2017 Florida Statutes
(1) The name of a limited partnership may contain the name of any partner.
(2) The name of a limited partnership that is not a limited liability limited partnership must contain the phrase “limited partnership” or “limited” or the abbreviation “L.P.” or “Ltd.” or the designation “LP,” and may not contain the phrase “limited liability limited partnership” or the abbreviation “L.L.L.P.” or the designation “LLLP.”
(3) The name of a limited liability limited partnership must contain the phrase “limited liability limited partnership” or the abbreviation “L.L.L.P.” or designation “LLLP,” except that a limited liability limited partnership organized prior to the effective date of this act that is using an abbreviation or designation permitted under prior law shall be entitled to continue using such abbreviation or designation until its dissolution.

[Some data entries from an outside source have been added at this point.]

/*
 * Copyright (c) 2023.
 *
 * This software is free software;
 *
 * You can redistribute it or modify it under terms of the MIT, Apache License or Zlib license
 */
//! Traits shared by the image operations
use netpbm_core::errors::ImageErrors;
use netpbm_core::image::Image;
use netpbm_core::log::trace;
use netpbm_core::pixel::{PixelType, Rgb};
use netpbm_core::variant::PixelKind;

/// An operation that can be run on an image
///
/// Implementors provide [`execute_impl`](Self::execute_impl) and the pixel kinds
/// they support, callers use [`execute`](Self::execute) which rejects
/// unsupported kinds before the operation runs.
pub trait OperationsTrait {
    /// Name of the operation, used in errors and logs
    fn name(&self) -> &'static str;
    /// Run the operation, the image kind has already been checked
    fn execute_impl(&self, image: &mut Image) -> Result<(), ImageErrors>;
    /// Pixel kinds this operation is defined for
    fn supported_kinds(&self) -> &'static [PixelKind];

    /// Run the operation on `image` in place
    ///
    /// # Errors
    /// - [`ImageErrors::UnsupportedOperation`] if the image kind isn't supported
    /// - Whatever error the operation itself raises
    fn execute(&self, image: &mut Image) -> Result<(), ImageErrors> {
        let kind = image.kind();

        if !self.supported_kinds().contains(&kind) {
            return Err(ImageErrors::UnsupportedOperation(self.name(), kind));
        }
        trace!("Running {} on a {:?} image", self.name(), kind);

        self.execute_impl(image)
    }
    /// Run the operation on a copy of `image`, leaving the original untouched
    ///
    /// # Errors
    /// See [`execute`](Self::execute)
    fn clone_and_execute(&self, image: &Image) -> Result<Image, ImageErrors> {
        let mut image = image.clone();
        self.execute(&mut image)?;
        Ok(image)
    }
}

/// Pixels made of 8 bit channels, graymap and pixmap pixels
pub trait Channels: PixelType {
    /// Number of channels in a pixel
    const COMPONENTS: usize;

    /// Apply `function` to every channel
    fn map_channels<F: FnMut(u8) -> u8>(self, function: F) -> Self;
    /// Return channels, unused trailing channels are zero
    fn to_channels(self) -> [u8; 3];
    /// Build a pixel from channels, unused trailing channels are ignored
    fn from_channels(channels: [u8; 3]) -> Self;
    /// Integer average of the channels
    fn intensity(self) -> u8;
}

impl Channels for u8 {
    const COMPONENTS: usize = 1;

    #[inline]
    fn map_channels<F: FnMut(u8) -> u8>(self, mut function: F) -> Self {
        function(self)
    }
    #[inline]
    fn to_channels(self) -> [u8; 3] {
        [self, 0, 0]
    }
    #[inline]
    fn from_channels(channels: [u8; 3]) -> Self {
        channels[0]
    }
    #[inline]
    fn intensity(self) -> u8 {
        self
    }
}

impl Channels for Rgb {
    const COMPONENTS: usize = 3;

    #[inline]
    fn map_channels<F: FnMut(u8) -> u8>(self, mut function: F) -> Self {
        Rgb::new(function(self.r), function(self.g), function(self.b))
    }
    #[inline]
    fn to_channels(self) -> [u8; 3] {
        self.to_array()
    }
    #[inline]
    fn from_channels(channels: [u8; 3]) -> Self {
        Rgb::from(channels)
    }
    #[inline]
    fn intensity(self) -> u8 {
        self.average()
    }
}

/// Linear interpolation between two pixels
pub trait Lerp: PixelType {
    /// Return `self` at `t = 0`, `other` at `t = 1`
    fn lerp(self, other: Self, t: f64) -> Self;
}

impl Lerp for bool {
    fn lerp(self, other: Self, t: f64) -> Self {
        if t >= 0.5 {
            other
        } else {
            self
        }
    }
}

#[inline]
fn lerp_channel(a: u8, b: u8, t: f64) -> u8 {
    // float to int casts saturate, out of range t can't wrap
    (f64::from(a) * (1.0 - t) + f64::from(b) * t) as u8
}

impl Lerp for u8 {
    fn lerp(self, other: Self, t: f64) -> Self {
        lerp_channel(self, other, t)
    }
}

impl Lerp for Rgb {
    fn lerp(self, other: Self, t: f64) -> Self {
        Rgb::new(
            lerp_channel(self.r, other.r, t),
            lerp_channel(self.g, other.g, t),
            lerp_channel(self.b, other.b, t)
        )
    }
}
/*
 * Copyright (c) 2023.
 *
 * This software is free software;
 *
 * You can redistribute it or modify it under terms of the MIT, Apache License or Zlib license
 */
use nanorand::{Rng, WyRand};
use netpbm::netpbm_core::bytestream::ZCursor;
use netpbm::netpbm_core::image::{Image, PixelBuffer, PixelData};
use netpbm::netpbm_core::pixel::Rgb;
use netpbm::netpbm_core::variant::{PixelKind, Variant};
use netpbm::PnmEncoder;

fn random_image(rng: &mut WyRand, variant: Variant) -> Image {
    let width = rng.generate_range(1_usize..=19);
    let height = rng.generate_range(1_usize..=7);
    let max_value = rng.generate_range(1_u8..=255);

    let mut samples = vec![0_u8; width * height * variant.kind().num_components()];
    rng.fill(&mut samples);

    let pixels = match variant.kind() {
        PixelKind::Bitmap => {
            let bits = samples.iter().map(|x| x & 1 == 1).collect();
            PixelData::Bitmap(PixelBuffer::from_vec(width, height, bits).unwrap())
        }
        PixelKind::Graymap => {
            let gray = samples
                .iter()
                .map(|x| (u16::from(*x) % (u16::from(max_value) + 1)) as u8)
                .collect();
            PixelData::Graymap(PixelBuffer::from_vec(width, height, gray).unwrap())
        }
        PixelKind::Pixmap => {
            let rgb = samples
                .chunks_exact(3)
                .map(|x| Rgb::new(x[0], x[1], x[2]))
                .collect();
            // full range so every channel value is exercised
            return Image::new(
                variant,
                255,
                PixelData::Pixmap(PixelBuffer::from_vec(width, height, rgb).unwrap())
            )
            .unwrap();
        }
    };
    let max_value = if variant.kind() == PixelKind::Bitmap { 1 } else { max_value };
    Image::new(variant, max_value, pixels).unwrap()
}

#[test]
fn decode_of_encode_is_identity() {
    let mut rng = WyRand::new_seed(0x5eed);

    for variant in Variant::ALL {
        for _ in 0..16 {
            let image = random_image(&mut rng, variant);

            let mut sink = vec![];
            netpbm::encode(&image, &mut sink).unwrap();

            let decoded = netpbm::decode(ZCursor::new(&sink)).unwrap();
            assert_eq!(decoded, image, "variant {variant}");
        }
    }
}

#[test]
fn packed_padding_is_zero() {
    let mut rng = WyRand::new_seed(42);

    for width in [1_usize, 3, 7, 9, 13, 15] {
        let bits = (0..width * 3).map(|_| rng.generate::<bool>()).collect();
        let image = Image::from_bitmap(PixelBuffer::from_vec(width, 3, bits).unwrap());

        let mut sink = vec![];
        netpbm::encode(&image, &mut sink).unwrap();

        let header_len = format!("P4\n{width} 3\n").len();
        let row_bytes = width.div_ceil(8);
        let padding = row_bytes * 8 - width;
        let mask = (1_u16 << padding) as u8 - 1;

        assert_eq!(sink.len(), header_len + row_bytes * 3);
        for row in sink[header_len..].chunks_exact(row_bytes) {
            assert_eq!(row[row_bytes - 1] & mask, 0, "width {width}");
        }
    }
}

#[test]
fn text_and_binary_hold_the_same_pixels() {
    let mut rng = WyRand::new_seed(7);
    let image = random_image(&mut rng, Variant::PixmapBinary);

    let mut binary = vec![];
    netpbm::encode(&image, &mut binary).unwrap();

    let mut text = vec![];
    let mut encoder = PnmEncoder::new(&image);
    encoder.set_variant(Variant::PixmapText).unwrap();
    encoder.encode(&mut text).unwrap();

    let from_binary = netpbm::decode(ZCursor::new(&binary)).unwrap();
    let from_text = netpbm::decode(ZCursor::new(&text)).unwrap();

    assert_eq!(from_binary.pixels(), from_text.pixels());
    assert_eq!(from_text.variant(), Variant::PixmapText);
}

#[test]
fn file_helpers() {
    let path = std::env::temp_dir().join(format!("netpbm-file-helpers-{}.pgm", std::process::id()));
    let image = Image::from_graymap(PixelBuffer::from_vec(2, 2, vec![0, 50, 100, 150]).unwrap(), 150)
        .unwrap();

    let written = netpbm::encode_file(&image, &path).unwrap();
    assert_eq!(written, std::fs::metadata(&path).unwrap().len() as usize);

    let decoded = netpbm::decode_file(&path).unwrap();
    std::fs::remove_file(&path).unwrap();

    assert_eq!(decoded, image);
    assert!(netpbm::decode_file(&path).is_err());
}
/*
 * Copyright (c) 2023.
 *
 * This software is free software;
 *
 * You can redistribute it or modify it under terms of the MIT, Apache License or Zlib license
 */
// With std these sinks are covered by the blanket `Write` impl
#![cfg(not(feature = "std"))]
use crate::bytestream::{ZByteIoError, ZByteWriterTrait};

impl ZByteWriterTrait for &mut [u8] {
    fn write_all_bytes(&mut self, buf: &[u8]) -> Result<(), ZByteIoError> {
        if buf.len() > self.len() {
            return Err(ZByteIoError::NotEnoughBuffer(self.len(), buf.len()));
        }
        let (head, tail) = core::mem::take(self).split_at_mut(buf.len());
        head.copy_from_slice(buf);
        *self = tail;
        Ok(())
    }

    fn flush_bytes(&mut self) -> Result<(), ZByteIoError> {
        Ok(())
    }

    fn reserve_capacity(&mut self, _: usize) -> Result<(), ZByteIoError> {
        Ok(())
    }
}

impl ZByteWriterTrait for &mut alloc::vec::Vec<u8> {
    fn write_all_bytes(&mut self, buf: &[u8]) -> Result<(), ZByteIoError> {
        self.extend_from_slice(buf);
        Ok(())
    }

    fn flush_bytes(&mut self) -> Result<(), ZByteIoError> {
        Ok(())
    }

    fn reserve_capacity(&mut self, size: usize) -> Result<(), ZByteIoError> {
        self.reserve(size);
        Ok(())
    }
}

(4) The name of a limited partnership must be distinguishable in the records of the Department of State from the names of all other entities or filings that are on file with the Department of State, except fictitious name registrations pursuant to s. 865.09, general partnership registrations pursuant to s. 620.8105, and limited liability partnership statements pursuant to s. 620.9001 which are organized, registered, or reserved under the laws of this state. A name that is different from the name of another entity or filing due to any of the following is not considered distinguishable:
(a) A suffix.
(b) A definite or indefinite article.
(c) The word “and” and the symbol “&.”
(d) The singular, plural, or possessive form of a word.
(e) A recognized abbreviation of a root word.
(f) A punctuation mark or a symbol.
(5) Subject to s. 620.1905, this section applies to any foreign limited partnership transacting business in this state, having a certificate of authority to transact business in this state, or applying for a certificate of authority.
History.—s. 17, ch. 2005-267; s. 71, ch. 2006-1; s. 35, ch. 2014-209.